# Unaccredited Seminary Degrees



## TheocraticMonarchist

I know, the title of this thread probably doesn’t sound too exciting, but it has been a topic of consideration of mine for the past week or so. While carefully weighing my responsibility to be a good steward of my finances, especially being married, along with my responsibility to pursue a solid biblical education in preparation for ministry, I realized that a degree from a non-regionally accredited ministry training school might be a good option. For example, for the tuition cost of a SBTS discounted M.Div degree I could more than pay the tuition costs for the M.Div, Th.M, and D.min degrees from the below listed institutions. 

I primarily feel called to the pastorate. The low cost of unaccredited ministry training schools is appealing, especially since I desire to be well educated and a good steward of the finances that God has given me. With all this being said, what are your opinions on the below listed schools? Do they provide a solid biblical education? What is the general attitude of the church towards unaccredited ministry degrees? What hurdles would I face in ministry with an unaccredited degree that I would not face with a regionally accredited ministry degree?
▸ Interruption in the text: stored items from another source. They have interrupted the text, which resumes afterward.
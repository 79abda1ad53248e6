//! Gesture labels
//!
//! `grab` is what the server-side recognizer calls an all-fingers-curled
//! hand; it is accepted on input and folded into `fist`.

use std::fmt;
use std::str::FromStr;

use serde::{Deserialize, Serialize};

/// Gesture type enum for type-safe handling
#[derive(Clone, Copy, Debug, Default, PartialEq, Eq, Hash, Serialize, Deserialize)]
#[serde(rename_all = "lowercase")]
pub enum GestureLabel {
    #[default]
    None,
    Pinch,
    Point,
    Open,
    #[serde(alias = "grab")]
    Fist,
}

impl GestureLabel {
    /// All labels, in classification priority order with `None` last
    pub const ALL: [GestureLabel; 5] = [
        GestureLabel::Pinch,
        GestureLabel::Point,
        GestureLabel::Open,
        GestureLabel::Fist,
        GestureLabel::None,
    ];

    pub fn as_str(&self) -> &'static str {
        match self {
            GestureLabel::None => "none",
            GestureLabel::Pinch => "pinch",
            GestureLabel::Point => "point",
            GestureLabel::Open => "open",
            GestureLabel::Fist => "fist",
        }
    }

    pub fn is_none(&self) -> bool {
        *self == GestureLabel::None
    }
}

impl fmt::Display for GestureLabel {
    fn fmt(&self, f: &mut fmt::Formatter<'_>) -> fmt::Result {
        f.write_str(self.as_str())
    }
}

/// Unrecognized gesture name
#[derive(Debug, Clone, PartialEq, Eq)]
pub struct UnknownGesture(pub String);

impl fmt::Display for UnknownGesture {
    fn fmt(&self, f: &mut fmt::Formatter<'_>) -> fmt::Result {
        write!(f, "unknown gesture '{}'", self.0)
    }
}

impl std::error::Error for UnknownGesture {}

impl FromStr for GestureLabel {
    type Err = UnknownGesture;

    fn from_str(s: &str) -> Result<Self, Self::Err> {
        match s.trim().to_ascii_lowercase().as_str() {
            "none" => Ok(GestureLabel::None),
            "pinch" => Ok(GestureLabel::Pinch),
            "point" => Ok(GestureLabel::Point),
            "open" => Ok(GestureLabel::Open),
            "fist" | "grab" => Ok(GestureLabel::Fist),
            _ => Err(UnknownGesture(s.to_string())),
        }
    }
}

/// A label with its confidence in [0, 1]
#[derive(Clone, Copy, Debug, Default, PartialEq, Serialize, Deserialize)]
pub struct Classification {
    pub label: GestureLabel,
    pub confidence: f32,
}

impl Classification {
    pub const NONE: Classification = Classification {
        label: GestureLabel::None,
        confidence: 0.0,
    };

    pub fn new(label: GestureLabel, confidence: f32) -> Self {
        Self {
            label,
            confidence: confidence.clamp(0.0, 1.0),
        }
    }
}
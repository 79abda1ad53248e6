//! Pinch-to-zoom
//!
//! Fingers moving apart (pinch distance growing) zoom in, fingers moving
//! together zoom out.

use crate::config::{FilterNoise, GestureConfig};
use crate::physics::KalmanFilter;

/// Turns successive pinch distances into smoothed zoom deltas
pub struct ZoomMapper {
    /// Normalized pinch of the previous pinch frame, 0 when not pinching
    last_pinch: f32,
    filter: KalmanFilter,
    sensitivity: f32,
    epsilon: f32,
}

impl ZoomMapper {
    pub fn new(config: &GestureConfig) -> Self {
        Self::with_params(config.zoom_noise, config.zoom_sensitivity, config.zoom_epsilon)
    }

    pub fn with_params(noise: FilterNoise, sensitivity: f32, epsilon: f32) -> Self {
        Self {
            last_pinch: 0.0,
            filter: KalmanFilter::new(noise),
            sensitivity,
            epsilon,
        }
    }

    /// Feed the normalized pinch of a frame whose stable gesture is pinch
    ///
    /// Returns a zoom delta when the smoothed change is above noise level.
    /// The first pinch frame only records a baseline.
    pub fn update(&mut self, normalized_pinch: f32) -> Option<f32> {
        let previous = std::mem::replace(&mut self.last_pinch, normalized_pinch);
        if previous <= 0.0 {
            return None;
        }

        let delta = (normalized_pinch - previous) * self.sensitivity;
        let smoothed = self.filter.filter(delta);
        (smoothed.abs() > self.epsilon).then_some(smoothed)
    }

    /// Gesture is not pinch: drop the baseline and zero the filter
    pub fn release(&mut self) {
        self.last_pinch = 0.0;
        self.filter.reset(0.0);
    }

    pub fn last_pinch(&self) -> f32 {
        self.last_pinch
    }
}

/// Absolute zoom level driven by zoom deltas, clamped to a range
#[derive(Clone, Copy, Debug, PartialEq)]
pub struct ZoomLevel {
    level: f32,
    min: f32,
    max: f32,
}

impl ZoomLevel {
    pub const INITIAL: f32 = 1.0;

    pub fn new(range: (f32, f32)) -> Self {
        Self {
            level: Self::INITIAL.clamp(range.0, range.1),
            min: range.0,
            max: range.1,
        }
    }

    /// Apply a delta and return the clamped level
    pub fn apply(&mut self, delta: f32) -> f32 {
        self.level = (self.level + delta).clamp(self.min, self.max);
        self.level
    }

    pub fn level(&self) -> f32 {
        self.level
    }

    pub fn reset(&mut self) {
        self.level = Self::INITIAL.clamp(self.min, self.max);
    }
}

impl Default for ZoomLevel {
    fn default() -> Self {
        Self::new(GestureConfig::default().zoom_range)
    }
}
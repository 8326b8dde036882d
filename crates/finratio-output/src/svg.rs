//! Inline SVG line charts for the dashboard.

use crate::chart::{ChartLabels, ChartPoint, bounds, runs};
use crate::format::format_amount;
use html_escape::encode_text;

const WIDTH: f64 = 420.0;
const HEIGHT: f64 = 240.0;
const MARGIN_LEFT: f64 = 72.0;
const MARGIN_RIGHT: f64 = 24.0;
const MARGIN_TOP: f64 = 36.0;
const MARGIN_BOTTOM: f64 = 52.0;

/// Render a line chart as a standalone `<svg>` element.
///
/// Points are drawn left to right in the order given. Consecutive present
/// points are joined; an absent point breaks the line.
pub fn render_svg_chart(labels: &ChartLabels, points: &[ChartPoint]) -> String {
    let mut svg = format!(
        r##"<svg xmlns="http://www.w3.org/2000/svg" class="chart" viewBox="0 0 {WIDTH} {HEIGHT}" width="{WIDTH}" height="{HEIGHT}" role="img">"##
    );
    svg.push_str(&format!("<title>{}</title>", encode_text(&labels.title)));
    if let Some(description) = &labels.description {
        svg.push_str(&format!("<desc>{}</desc>", encode_text(description)));
    }
    svg.push_str(&format!(
        r##"<text x="{}" y="20" text-anchor="middle" font-size="14" font-weight="bold">{}</text>"##,
        WIDTH / 2.0,
        encode_text(&labels.title)
    ));

    let Some((min, max)) = bounds(points) else {
        svg.push_str(&format!(
            r##"<text x="{}" y="{}" text-anchor="middle" fill="#888">No data</text></svg>"##,
            WIDTH / 2.0,
            HEIGHT / 2.0
        ));
        return svg;
    };

    let plot_width = WIDTH - MARGIN_LEFT - MARGIN_RIGHT;
    let plot_height = HEIGHT - MARGIN_TOP - MARGIN_BOTTOM;
    let bottom = MARGIN_TOP + plot_height;

    let x_of = |i: f64| {
        if points.len() > 1 {
            MARGIN_LEFT + plot_width * i / (points.len() - 1) as f64
        } else {
            MARGIN_LEFT + plot_width / 2.0
        }
    };
    let y_of = |v: f64| {
        if max > min {
            MARGIN_TOP + plot_height * (max - v) / (max - min)
        } else {
            MARGIN_TOP + plot_height / 2.0
        }
    };

    // Axes
    svg.push_str(&format!(
        r##"<line x1="{MARGIN_LEFT}" y1="{MARGIN_TOP}" x2="{MARGIN_LEFT}" y2="{bottom}" stroke="#999"/>"##
    ));
    svg.push_str(&format!(
        r##"<line x1="{MARGIN_LEFT}" y1="{bottom}" x2="{}" y2="{bottom}" stroke="#999"/>"##,
        WIDTH - MARGIN_RIGHT
    ));
    let mut ticks = vec![(max, y_of(max))];
    if max > min {
        ticks.push((min, y_of(min)));
    }
    for (value, y) in ticks {
        svg.push_str(&format!(
            r##"<text x="{}" y="{:.1}" text-anchor="end" font-size="10" dominant-baseline="middle">{}</text>"##,
            MARGIN_LEFT - 6.0,
            y,
            format_amount(value)
        ));
    }

    // Axis captions
    svg.push_str(&format!(
        r##"<text x="{:.1}" y="{:.1}" text-anchor="middle" font-size="11" fill="#555">{}</text>"##,
        MARGIN_LEFT + plot_width / 2.0,
        HEIGHT - 8.0,
        encode_text(&labels.x_axis)
    ));
    svg.push_str(&format!(
        r##"<text x="14" y="{0:.1}" text-anchor="middle" font-size="11" fill="#555" transform="rotate(-90 14 {0:.1})">{1}</text>"##,
        MARGIN_TOP + plot_height / 2.0,
        encode_text(&labels.y_axis)
    ));

    // One polyline per run of present values
    for run in runs(points).iter().filter(|r| r.len() > 1) {
        let coords: Vec<String> = run
            .iter()
            .map(|(i, v)| format!("{:.1},{:.1}", x_of(*i), y_of(*v)))
            .collect();
        svg.push_str(&format!(
            r##"<polyline fill="none" stroke="steelblue" stroke-width="2" points="{}"/>"##,
            coords.join(" ")
        ));
    }

    for (i, point) in points.iter().enumerate() {
        let x = x_of(i as f64);
        if let Some(v) = point.value {
            svg.push_str(&format!(
                r##"<circle cx="{x:.1}" cy="{:.1}" r="3.5" fill="steelblue"><title>{}</title></circle>"##,
                y_of(v),
                encode_text(&format!("{}: {}", point.label, format_amount(v)))
            ));
        }
        svg.push_str(&format!(
            r##"<text x="{x:.1}" y="{:.1}" text-anchor="middle" font-size="10">{}</text>"##,
            bottom + 16.0,
            encode_text(&point.label)
        ));
    }

    svg.push_str("</svg>");
    svg
}
//! Alias fallback chains for line item lookup.
//!
//! Different companies, and even the same company across filings, report the
//! same concept under different line item names. A chain lists the accepted
//! names in priority order; the first one present in the table wins.

use crate::ops::Values;
use finratio_data::{LineItemTable, Statement};

/// Ordered candidate names for one financial quantity.
#[derive(Debug, Clone, Copy, PartialEq, Eq)]
pub struct AliasChain {
    /// Quantity being resolved, e.g. "revenue"
    pub quantity: &'static str,
    /// Statement the quantity lives in
    pub statement: Statement,
    /// Accepted line item names, highest priority first
    pub aliases: &'static [&'static str],
}

impl AliasChain {
    /// Define a chain.
    pub const fn new(
        quantity: &'static str,
        statement: Statement,
        aliases: &'static [&'static str],
    ) -> Self {
        Self {
            quantity,
            statement,
            aliases,
        }
    }

    /// First alias present in the table, if any.
    ///
    /// Presence is about the line item existing, not about it having values: a
    /// present primary alias whose values are all absent still wins.
    pub fn matched_alias(&self, table: &LineItemTable) -> Option<&'static str> {
        self.aliases.iter().copied().find(|alias| table.contains(alias))
    }

    /// Values of the first present alias, or absent for every period.
    pub fn resolve(&self, table: &LineItemTable) -> Values {
        self.matched_alias(table)
            .and_then(|alias| table.get(alias))
            .map_or_else(|| vec![None; table.periods().len()], <[_]>::to_vec)
    }
}

/// Revenue.
pub const REVENUE: AliasChain =
    AliasChain::new("revenue", Statement::Income, &["Total Revenue", "Operating Revenue"]);

/// Earnings before interest and taxes.
pub const EBIT: AliasChain = AliasChain::new("ebit", Statement::Income, &["EBIT", "Operating Income"]);

/// Net income.
pub const NET_INCOME: AliasChain = AliasChain::new(
    "net income",
    Statement::Income,
    &["Net Income", "Net Income Common Stockholders"],
);

/// Total assets.
pub const TOTAL_ASSETS: AliasChain =
    AliasChain::new("total assets", Statement::BalanceSheet, &["Total Assets"]);

/// Total liabilities.
pub const TOTAL_LIABILITIES: AliasChain = AliasChain::new(
    "total liabilities",
    Statement::BalanceSheet,
    &["Total Liabilities Net Minority Interest"],
);

/// Shareholders' equity.
pub const EQUITY: AliasChain = AliasChain::new(
    "equity",
    Statement::BalanceSheet,
    &["Stockholders Equity", "Common Stock Equity"],
);

/// Current assets.
pub const CURRENT_ASSETS: AliasChain =
    AliasChain::new("current assets", Statement::BalanceSheet, &["Current Assets"]);

/// Current liabilities.
pub const CURRENT_LIABILITIES: AliasChain = AliasChain::new(
    "current liabilities",
    Statement::BalanceSheet,
    &["Current Liabilities"],
);

/// Operating cash flow.
pub const OPERATING_CASH_FLOW: AliasChain = AliasChain::new(
    "operating cash flow",
    Statement::CashFlow,
    &[
        "Operating Cash Flow",
        "Cash Flow From Continuing Operating Activities",
    ],
);

/// Capital expenditure, reported as a negative outflow.
pub const CAPITAL_EXPENDITURE: AliasChain = AliasChain::new(
    "capital expenditure",
    Statement::CashFlow,
    &["Capital Expenditure", "Purchase Of PPE"],
);

/// Reported free cash flow.
pub const FREE_CASH_FLOW: AliasChain =
    AliasChain::new("free cash flow", Statement::CashFlow, &["Free Cash Flow"]);
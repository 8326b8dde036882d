//! Market multiples
//!
//! Multiples come straight from the market snapshot and describe the present,
//! so they are attached to the most recent period only.

use crate::ops::{Values, finite};
use finratio_data::MarketSnapshot;

/// Place the snapshot value for `key` on the most recent of `periods` periods.
///
/// Every other period is absent, as is the first one when the key is missing.
pub fn most_recent_only(snapshot: &MarketSnapshot, key: &str, periods: usize) -> Values {
    let mut values = vec![None; periods];
    if let Some(first) = values.first_mut() {
        *first = snapshot.get(key).and_then(finite);
    }
    values
}

#[cfg(test)]
mod tests {
    use super::*;
    use finratio_data::snapshot::keys;

    #[test]
    fn test_most_recent_only() {
        let snapshot = MarketSnapshot::new().with(keys::TRAILING_PE, 31.0);
        assert_eq!(
            most_recent_only(&snapshot, keys::TRAILING_PE, 3),
            vec![Some(31.0), None, None]
        );
        assert_eq!(
            most_recent_only(&snapshot, keys::PRICE_TO_BOOK, 2),
            vec![None, None]
        );
        assert!(most_recent_only(&snapshot, keys::TRAILING_PE, 0).is_empty());
    }
}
My primary concern is to serve Christ, his church, and my family well. 

Reformed International Theological Seminary:

HOME | Reformation International Schools 

Reformed Baptist Seminary:

Reformed Baptist Seminary 

Whitefield Theological Seminary:

Whitefield Theological Seminary - Home


----------



## seajayrice

Whitefield is unaccredited?


----------



## TheocraticMonarchist

seajayrice said:


> Whitefield is unaccredited?


 
It's not regionally accredited by an agency associated with the U.S. government, so basically no.


----------



## seajayrice

I guess accreditation is in the eye of the beholder. If you run in reformed circles, how can you go wrong with Whitefield?


----------



## Covenant Joel

It depends on several things: 

(1) What do you want to do with the degree? You mention that you want to pastor. In the SBC, I assume? Have you talked to SBC pastors/others who can give you an idea as to whether you could be ordained as a pastor with a degree from those institutions? You don't want to get into a situation where you degree won't get you where you need to go. 

(2) All 3 of the schools, if I am not mistaken, are distance programs. I have no problem with distance programs per se (I'm in the RTS-Virtual MAR program). In fact, I love my program, and I think it was the best choice for me (it is accredited too). But I don't think distance ed is for everyone. You have to have the necessary motivation, and you have to figure out how you will work it (a class a time while working full-time, more?). 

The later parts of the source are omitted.